◆ **What the exercise asks**: Of all the lines in the material, count those containing the string "PartialEq" and write only the resulting number.

◆ **Provided records**:
╔══

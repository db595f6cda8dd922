//! Winner/loser resolution for the two comparison tiles.
//!
//! Tiles only report their own name (the stringified target id); the view
//! hosting both tiles turns that into a [`Selection`].

use crate::protocol::{ClientAction, Target};

#[derive(Debug, Clone, PartialEq)]
pub struct ComparisonPair {
    pub target1: Target,
    pub target2: Target,
}

impl ComparisonPair {
    pub fn new(target1: Target, target2: Target) -> Self {
        Self { target1, target2 }
    }

    /// Name a tile reports for `target`.
    pub fn tile_name(target: &Target) -> String {
        target.id.to_string()
    }
}

impl From<[Target; 2]> for ComparisonPair {
    fn from([target1, target2]: [Target; 2]) -> Self {
        Self { target1, target2 }
    }
}

#[derive(Debug, Clone, Copy, PartialEq, Eq)]
pub struct Selection {
    pub winner: i64,
    pub loser: i64,
}

impl From<Selection> for ClientAction {
    fn from(s: Selection) -> Self {
        ClientAction::Select {
            winner: s.winner,
            loser: s.loser,
        }
    }
}

/// Resolves a click on the tile called `name`.
///
/// Returns `None` when no pair is shown, when the name is not an integer, or
/// when it matches neither target, rather than guessing an attribution.
pub fn resolve(pair: Option<&ComparisonPair>, name: &str) -> Option<Selection> {
    let pair = pair?;
    let clicked: i64 = name.trim().parse().ok()?;

    let (t1, t2) = (pair.target1.id, pair.target2.id);
    if clicked == t1 {
        Some(Selection {
            winner: t1,
            loser: t2,
        })
    } else if clicked == t2 {
        Some(Selection {
            winner: t2,
            loser: t1,
        })
    } else {
        tracing::debug!(name, "click matches neither target; ignored");
        None
    }
}
use leptos::prelude::*;

const BUTTON_STYLE: &str = "height: 100%; width: 100%; margin: 10px; padding: 10px; \
     text-align: center; vertical-align: middle;";
const IMAGE_STYLE: &str = "margin: auto; max-width: 100%;";

/// A clickable image tile. Reports only its own `name`; the parent decides
/// what the click means.
#[component]
pub(super) fn ImageButton(
    #[prop(into)] name: Signal<String>,
    #[prop(into)] src: Signal<String>,
    #[prop(into)] disabled: Signal<bool>,
    #[prop(optional)] on_click: Option<Callback<String>>,
) -> impl IntoView {
    view! {
        <button
            class="btn btn-outline-success image-button"
            style=BUTTON_STYLE
            name=move || name.get()
            disabled=move || disabled.get()
            on:click=move |_| {
                if disabled.get_untracked() {
                    return;
                }
                if let Some(cb) = on_click {
                    cb.run(name.get_untracked());
                }
            }
        >
            <img src=move || src.get() alt=move || name.get() style=IMAGE_STYLE />
        </button>
    }
}
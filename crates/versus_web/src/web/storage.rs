use versus::ClientConfig;

const CLIENT_CONFIG_KEY: &str = "versus.client_config.v1";

fn local_storage() -> Option<web_sys::Storage> {
    web_sys::window().and_then(|w| w.local_storage().ok().flatten())
}

fn local_storage_get_string(key: &str) -> Option<String> {
    local_storage().and_then(|s| s.get_item(key).ok().flatten())
}

/// `None` when nothing is stored; `Some(Err)` when the stored JSON is unusable.
pub(super) fn load_client_config() -> Option<Result<ClientConfig, String>> {
    let raw = local_storage_get_string(CLIENT_CONFIG_KEY)?;
    Some(ClientConfig::from_json(&raw).map_err(|e| e.to_string()))
}

/// `(protocol, host)` of the current page, e.g. `("https:", "vote.example:8443")`.
pub(super) fn page_location() -> Option<(String, String)> {
    let location = web_sys::window()?.location();
    let protocol = location.protocol().ok()?;
    let host = location.host().ok()?;
    Some((protocol, host))
}
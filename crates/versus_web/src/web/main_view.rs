use leptos::prelude::*;
use tracing::debug;
use versus::{float_fmt, pairing, ComparisonPair, Selection, Target};

use super::image_button::ImageButton;

const CONTAINER_STYLE: &str = "display: flex; text-align: center;";
const TILE_STYLE: &str = "margin: auto; padding: 10px; height: 100%; max-width: 45%;";

fn first(pair: &ComparisonPair) -> &Target {
    &pair.target1
}

fn second(pair: &ComparisonPair) -> &Target {
    &pair.target2
}

/// Hosts both tiles and turns a click-by-name into a winner/loser pair.
#[component]
pub(super) fn MainView(
    #[prop(into)] pair: Signal<Option<ComparisonPair>>,
    #[prop(into)] disabled: Signal<bool>,
    on_select: Callback<Selection>,
    rate_decimals: usize,
) -> impl IntoView {
    let on_tile = Callback::new(move |name: String| {
        let current = pair.get_untracked();
        match pairing::resolve(current.as_ref(), &name) {
            Some(selection) => on_select.run(selection),
            None => debug!(%name, "tile click not attributable to the shown pair"),
        }
    });

    let tile = move |pick: fn(&ComparisonPair) -> &Target| {
        let name = Signal::derive(move || {
            pair.with(|p| p.as_ref().map(|p| ComparisonPair::tile_name(pick(p))))
                .unwrap_or_default()
        });
        let src = Signal::derive(move || {
            pair.with(|p| p.as_ref().map(|p| pick(p).src.clone()))
                .unwrap_or_default()
        });
        let rate = move || {
            pair.with(|p| p.as_ref().map(|p| float_fmt::fixed(pick(p).rate, rate_decimals)))
                .unwrap_or_default()
        };

        view! {
            <div class="tile" style=TILE_STYLE title=rate>
                <ImageButton name=name src=src disabled=disabled on_click=on_tile />
            </div>
        }
    };

    view! {
        <div class="main-view" style=CONTAINER_STYLE>
            {tile(first)}
            {tile(second)}
        </div>
    }
}
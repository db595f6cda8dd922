use crate::float_fmt;
use crate::protocol::Matches;

const PERCENT: f64 = 100.0;

/// Completed comparisons (`now`) out of `total`, verbatim from the server.
#[derive(Debug, Clone, Copy, PartialEq, Eq, Default)]
pub struct Progress {
    pub now: u64,
    pub total: u64,
}

impl Progress {
    pub fn new(now: u64, total: u64) -> Self {
        Self { now, total }
    }

    /// `now / total * 100`, or 0 when nothing is expected yet.
    pub fn percent(&self) -> f64 {
        if self.total == 0 {
            return 0.0;
        }
        self.now as f64 / self.total as f64 * PERCENT
    }

    /// Bar fill width; a server reporting `now > total` must not overflow the track.
    pub fn bar_width(&self) -> f64 {
        self.percent().clamp(0.0, PERCENT)
    }

    pub fn label(&self) -> String {
        format!("{} %", float_fmt::trimmed(self.percent(), 2))
    }

    pub fn title(&self) -> String {
        format!("{} / {}", self.now, self.total)
    }
}

impl From<Matches> for Progress {
    fn from(m: Matches) -> Self {
        Self::new(m.finished, m.total)
    }
}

╚══

◆ **Expected answer**: 3